**Instructions for the task:** Give every line from the entries that contains "Booking".

**Data extract:**
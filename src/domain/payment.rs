use chrono::{DateTime, Utc};
use serde::{Deserialize, Serialize};
use uuid::Uuid;

use crate::error::{AppError, Result};

#[derive(Debug, Clone, Serialize, Deserialize)]
pub struct Payment {
    pub id: Uuid,
    /// Payee payment reference shown to the customer and sent to Swish.
    pub reference: String,
    pub kind: PaymentKind,
    pub subject_id: Uuid,
    pub method: PaymentMethod,
    pub amount_ore: i64,
    pub currency: String,
    pub status: PaymentStatus,
    pub provider_id: Option<String>,
    pub payer_alias: Option<String>,
    pub idempotency_key: Option<String>,
    pub error_message: Option<String>,
    pub paid_at: Option<DateTime<Utc>>,
    pub created_at: DateTime<Utc>,
    pub updated_at: DateTime<Utc>,
}

#[derive(Debug, Clone, Copy, Serialize, Deserialize, PartialEq, Eq)]
#[serde(rename_all = "SCREAMING_SNAKE_CASE")]
pub enum PaymentStatus {
    Created,
    Paid,
    Declined,
    Error,
}

impl PaymentStatus {
    pub fn as_str(&self) -> &'static str {
        match self {
            PaymentStatus::Created => "CREATED",
            PaymentStatus::Paid => "PAID",
            PaymentStatus::Declined => "DECLINED",
            PaymentStatus::Error => "ERROR",
        }
    }

    pub fn parse(s: &str) -> Result<Self> {
        match s {
            "CREATED" => Ok(PaymentStatus::Created),
            "PAID" => Ok(PaymentStatus::Paid),
            "DECLINED" => Ok(PaymentStatus::Declined),
            "ERROR" => Ok(PaymentStatus::Error),
            _ => Err(AppError::Database(format!("Invalid payment status: {}", s))),
        }
    }

    pub fn is_terminal(&self) -> bool {
        !matches!(self, PaymentStatus::Created)
    }

    /// Only `CREATED` may move, and only to a terminal status.
    pub fn can_transition_to(&self, next: PaymentStatus) -> bool {
        *self == PaymentStatus::Created && next.is_terminal()
    }
}

#[derive(Debug, Clone, Copy, Serialize, Deserialize, PartialEq, Eq)]
pub enum PaymentKind {
    Booking,
    GiftCard,
    ShopOrder,
}

impl PaymentKind {
    pub fn as_str(&self) -> &'static str {
        match self {
            PaymentKind::Booking => "Booking",
            PaymentKind::GiftCard => "GiftCard",
            PaymentKind::ShopOrder => "ShopOrder",
        }
    }

    pub fn parse(s: &str) -> Result<Self> {
        match s {
            "Booking" => Ok(PaymentKind::Booking),
            "GiftCard" => Ok(PaymentKind::GiftCard),
            "ShopOrder" => Ok(PaymentKind::ShopOrder),
            _ => Err(AppError::Database(format!("Invalid payment kind: {}", s))),
        }
    }

    pub fn label(&self) -> &'static str {
        match self {
            PaymentKind::Booking => "Kursbokning",
            PaymentKind::GiftCard => "Presentkort",
            PaymentKind::ShopOrder => "Butiksorder",
        }
    }
}

#[derive(Debug, Clone, Copy, Serialize, Deserialize, PartialEq, Eq)]
#[serde(rename_all = "snake_case")]
pub enum PaymentMethod {
    Swish,
    Invoice,
    GiftCard,
}

impl PaymentMethod {
    pub fn as_str(&self) -> &'static str {
        match self {
            PaymentMethod::Swish => "Swish",
            PaymentMethod::Invoice => "Invoice",
            PaymentMethod::GiftCard => "GiftCard",
        }
    }

    pub fn parse(s: &str) -> Result<Self> {
        match s {
            "Swish" => Ok(PaymentMethod::Swish),
            "Invoice" => Ok(PaymentMethod::Invoice),
            "GiftCard" => Ok(PaymentMethod::GiftCard),
            _ => Err(AppError::Database(format!("Invalid payment method: {}", s))),
        }
    }
}

#[derive(Debug, Clone, Serialize, Deserialize)]
pub struct Invoice {
    pub id: Uuid,
    pub payment_id: Uuid,
    pub invoice_number: i64,
    pub customer_name: String,
    pub customer_email: String,
    pub due_date: chrono::NaiveDate,
    pub pdf_path: Option<String>,
    pub sent_at: Option<DateTime<Utc>>,
    pub created_at: DateTime<Utc>,
}

/// Payment outcome as reported by the provider, before it is applied.
#[derive(Debug, Clone, PartialEq, Eq)]
pub struct PaymentOutcome {
    pub status: PaymentStatus,
    pub amount_ore: Option<i64>,
    pub currency: Option<String>,
    pub payer_alias: Option<String>,
    pub error_message: Option<String>,
}

impl PaymentOutcome {
    /// A `PAID` outcome must report exactly `expected_ore` in SEK. Returns
    /// the reason when it does not; other statuses always pass.
    pub fn paid_mismatch(&self, expected_ore: i64) -> Option<String> {
        if self.status != PaymentStatus::Paid {
            return None;
        }
        match self.currency.as_deref() {
            Some(currency) if currency.eq_ignore_ascii_case(super::CURRENCY) => {}
            Some(other) => return Some(format!("Currency mismatch: expected SEK, provider reported {}", other)),
            None => return Some("Currency mismatch: provider reported no currency".to_string()),
        }
        match self.amount_ore {
            Some(amount) if amount == expected_ore => None,
            Some(amount) => Some(format!(
                "Amount mismatch: expected {} öre, provider reported {} öre",
                expected_ore, amount
            )),
            None => Some("Amount mismatch: provider reported no amount".to_string()),
        }
    }
}

/// Unambiguous uppercase alphabet for references and codes (no 0/O, 1/I/L).
pub const REFERENCE_ALPHABET: &[u8] = b"23456789ABCDEFGHJKMNPQRSTUVWXYZ";

pub fn generate_reference(prefix: &str) -> String {
    use rand::Rng;
    let mut rng = rand::thread_rng();
    let body: String = (0..8)
        .map(|_| REFERENCE_ALPHABET[rng.gen_range(0..REFERENCE_ALPHABET.len())] as char)
        .collect();
    format!("{}{}", prefix, body)
}

#[cfg(test)]
mod tests {
    use super::*;

    #[test]
    fn test_only_created_transitions() {
        assert!(PaymentStatus::Created.can_transition_to(PaymentStatus::Paid));
        assert!(PaymentStatus::Created.can_transition_to(PaymentStatus::Declined));
        assert!(PaymentStatus::Created.can_transition_to(PaymentStatus::Error));
        assert!(!PaymentStatus::Created.can_transition_to(PaymentStatus::Created));
        assert!(!PaymentStatus::Paid.can_transition_to(PaymentStatus::Declined));
        assert!(!PaymentStatus::Error.can_transition_to(PaymentStatus::Paid));
    }

    #[test]
    fn test_status_round_trips_through_db_string() {
        for status in [
            PaymentStatus::Created,
            PaymentStatus::Paid,
            PaymentStatus::Declined,
            PaymentStatus::Error,
        ] {
            assert_eq!(PaymentStatus::parse(status.as_str()).unwrap(), status);
        }
        assert!(PaymentStatus::parse("CANCELLED").is_err());
    }

    fn paid(amount_ore: Option<i64>, currency: Option<&str>) -> PaymentOutcome {
        PaymentOutcome {
            status: PaymentStatus::Paid,
            amount_ore,
            currency: currency.map(str::to_string),
            payer_alias: None,
            error_message: None,
        }
    }

    #[test]
    fn test_paid_outcome_must_match_amount_and_currency() {
        assert_eq!(paid(Some(50_000), Some("SEK")).paid_mismatch(50_000), None);
        assert!(paid(Some(100), Some("SEK")).paid_mismatch(50_000).unwrap().contains("Amount mismatch"));
        assert!(paid(None, Some("SEK")).paid_mismatch(50_000).unwrap().contains("no amount"));
        assert!(paid(Some(50_000), Some("EUR")).paid_mismatch(50_000).unwrap().contains("Currency"));
        assert!(paid(Some(50_000), None).paid_mismatch(50_000).is_some());

        let declined = PaymentOutcome { status: PaymentStatus::Declined, ..paid(None, None) };
        assert_eq!(declined.paid_mismatch(50_000), None);
    }

    #[test]
    fn test_reference_shape() {
        let reference = generate_reference("B");
        assert_eq!(reference.len(), 9);
        assert!(reference.starts_with('B'));
        assert!(reference.bytes().skip(1).all(|b| REFERENCE_ALPHABET.contains(&b)));
    }
}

**Exercise response:**
    Booking,
            PaymentKind::Booking => "Booking",
            "Booking" => Ok(PaymentKind::Booking),
            PaymentKind::Booking => "Kursbokning",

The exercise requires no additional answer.